● **WHAT YOU WILL DO**:
Repeat the data exactly, so that every line matches the original.
··· THE RECORDS
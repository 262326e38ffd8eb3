use std::path::PathBuf;

use clap::{Args as ClapArgs, Parser, Subcommand};

#[derive(Parser, Debug)]
#[command(version, about = "Local development HTTPS server")]
pub struct Args {
    /// Sub‑commands (serve, cert)
    #[command(subcommand)]
    pub sub: Option<Cmd>,
}

#[derive(Subcommand, Debug)]
pub enum Cmd {
    /// Ensure a certificate exists, then serve over HTTPS (default)
    Serve {
        #[command(flatten)]
        config: ConfigArgs,

        /// Listen address, overrides `server.bind`
        #[arg(long)]
        bind: Option<String>,

        /// Directory to serve, overrides `server.static_dir`
        #[arg(long)]
        static_dir: Option<PathBuf>,
    },
    /// Ensure a certificate exists and exit
    Cert {
        #[command(flatten)]
        config: ConfigArgs,
    },
}

#[derive(ClapArgs, Debug, Default)]
pub struct ConfigArgs {
    /// Path to configuration file (default: ./devhttps.toml if present)
    #[arg(long, short = 'c')]
    pub config: Option<PathBuf>,
}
······
● **EXERCISE SOLUTION**:
repository 262326e38ffd8eb3
use std::path::PathBuf;

use clap::{Args as ClapArgs, Parser, Subcommand};

#[derive(Parser, Debug)]
#[command(version, about = "Local development HTTPS server")]
pub struct Args {
    /// Sub‑commands (serve, cert)
    #[command(subcommand)]
    pub sub: Option<Cmd>,
}

#[derive(Subcommand, Debug)]
pub enum Cmd {
    /// Ensure a certificate exists, then serve over HTTPS (default)
    Serve {
        #[command(flatten)]
        config: ConfigArgs,

        /// Listen address, overrides `server.bind`
        #[arg(long)]
        bind: Option<String>,

        /// Directory to serve, overrides `server.static_dir`
        #[arg(long)]
        static_dir: Option<PathBuf>,
    },
    /// Ensure a certificate exists and exit
    Cert {
        #[command(flatten)]
        config: ConfigArgs,
    },
}

#[derive(ClapArgs, Debug, Default)]
pub struct ConfigArgs {
    /// Path to configuration file (default: ./devhttps.toml if present)
    #[arg(long, short = 'c')]
    pub config: Option<PathBuf>,
}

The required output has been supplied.